大阪に行く機会があったので、なんばの商店街を見て回りました。大阪みやげの店があったので入ってみたら、方言グッズがたくさん並んでいました。大部分がこれまで見たことのないものです。のれん【写真】やら日めくりカレンダーやらお菓子やら、色々買いました。
ふと、徹底的な大人買いをして、方言グッズを全部買ったらどうだろうと、考えました。店の人に尋ねたら、店長らしい人を呼んできました。「方言関係を全部買ったらどのくらいですか。1万円か3万円かというような大雑把な数字でいいですけど」と聞いたら、事務所に戻ったあと、教えてくれました。「300点くらいあって、単価500円として15万円くらいでしょう」とのこと。一桁違います。「とても買えませんねえ」ともらしたら、さすが大阪人、「買うてください」と言って、笑いをとりました。
その店は「いちびり庵」。インターネットで見たら充実したホームページがあります。「ミュージアム」を名乗っていますから、「バーチャル方言博物館」(第52回, 第196回)の先駆者です。
いちびり庵 //www.msosaka.jp/shop/shop02010
大阪市内に支店も複数あり、東京のお台場にもあり、通信販売もやっています。社長の話が載っていますが、大阪みやげ全点で3000種くらいはあるそうです。そのうちの方言みやげは、確かに300点以上あるでしょう。在庫の種類では恐らく全国一。大阪の方言グッズは、これまで何度も登場しています(第17回, 第57回, 第58回, 第94回, 第191回, 第227回)。全体を合わせたら10万円をはるかに超えます。

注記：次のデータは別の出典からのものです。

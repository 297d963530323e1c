//! Web UI: form page, processing endpoint, sample download.

pub mod render;
pub mod routes;

use std::sync::Arc;

use axum::Router;
use axum::routing::{get, post};
use tower_http::trace::TraceLayer;

use crate::pipeline::EmailPipeline;

/// Application state shared across handlers.
#[derive(Clone)]
pub struct AppState {
    pub pipeline: Arc<EmailPipeline>,
}

/// Build the router for the triage UI.
pub fn app_routes(pipeline: Arc<EmailPipeline>) -> Router {
    let state = AppState { pipeline };

    Router::new()
        .route("/", get(routes::index))
        .route("/process", post(routes::process))
        .route("/download_sample", get(routes::download_sample))
        .route("/health", get(routes::health))
        .layer(TraceLayer::new_for_http())
        .with_state(state)
}
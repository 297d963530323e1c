//! Email text normalization.
//!
//! One pipeline feeds both the classifier and the on-page preview:
//! lowercase → collapse whitespace → tokenize → keep alphabetic tokens →
//! drop stopwords → stem → re-join with single spaces. Deterministic for
//! any input.

use std::collections::HashSet;

use once_cell::sync::Lazy;
use regex::Regex;
use rust_stemmers::{Algorithm, Stemmer};
use unicode_segmentation::UnicodeSegmentation;

/// English stopwords (the standard NLTK list, alphabetic entries).
static STOPWORDS: Lazy<HashSet<&'static str>> = Lazy::new(|| {
    [
        "i", "me", "my", "myself", "we", "our", "ours", "ourselves", "you",
        "your", "yours", "yourself", "yourselves", "he", "him", "his",
        "himself", "she", "her", "hers", "herself", "it", "its", "itself",
        "they", "them", "their", "theirs", "themselves", "what", "which",
        "who", "whom", "this", "that", "these", "those", "am", "is", "are",
        "was", "were", "be", "been", "being", "have", "has", "had", "having",
        "do", "does", "did", "doing", "a", "an", "the", "and", "but", "if",
        "or", "because", "as", "until", "while", "of", "at", "by", "for",
        "with", "about", "against", "between", "into", "through", "during",
        "before", "after", "above", "below", "to", "from", "up", "down",
        "in", "out", "on", "off", "over", "under", "again", "further",
        "then", "once", "here", "there", "when", "where", "why", "how",
        "all", "any", "both", "each", "few", "more", "most", "other",
        "some", "such", "no", "nor", "not", "only", "own", "same", "so",
        "than", "too", "very", "s", "t", "can", "will", "just", "don",
        "should", "now", "d", "ll", "m", "o", "re", "ve", "y", "ain",
        "aren", "couldn", "didn", "doesn", "hadn", "hasn", "haven", "isn",
        "ma", "mightn", "mustn", "needn", "shan", "shouldn", "wasn",
        "weren", "won", "wouldn",
    ]
    .iter()
    .copied()
    .collect()
});

static WHITESPACE: Lazy<Regex> = Lazy::new(|| Regex::new(r"\s+").unwrap());

/// Normalize raw email text into the token string the classifier was
/// trained on.
pub fn preprocess(text: &str) -> String {
    let lowered = text.to_lowercase();
    let collapsed = WHITESPACE.replace_all(&lowered, " ");
    let stemmer = Stemmer::create(Algorithm::English);

    collapsed
        .unicode_words()
        .filter(|w| w.chars().all(char::is_alphabetic))
        .filter(|w| !STOPWORDS.contains(*w))
        .map(|w| stemmer.stem(w).to_string())
        .collect::<Vec<_>>()
        .join(" ")
}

他の地域だと、県内全部の方言グッズを集めても、数万円台でしょう。1万円ラインだと、数が多くなりそうです。計2万円を越えそうなのは、京都(第24回, 第29回, 第52回, 第129回, 第204回)・愛知(第99回, 第212回, 第242回)・沖縄(第17回, 第47回, 第177回, 第229回, 第259回)・青森(第3回, 第68回, 第237回, 第243回)・岩手(第1回, 第6回, 第11回, 第16回, 第46回, 第61回, 第81回, 第121回, 第131回, 第221回)でしょうか。ついでに海外で国全体の方言グッズを足して1万円を越えるのは、イギリス(第77回)とドイツ(第12回, 第74回)は確実。他にもあるでしょうが未確認です。
各地の方言に値段がついているのです。このシリーズのテーマである「地域語の経済」は、こんなふうにお金を手がかりにすると、見えてきます。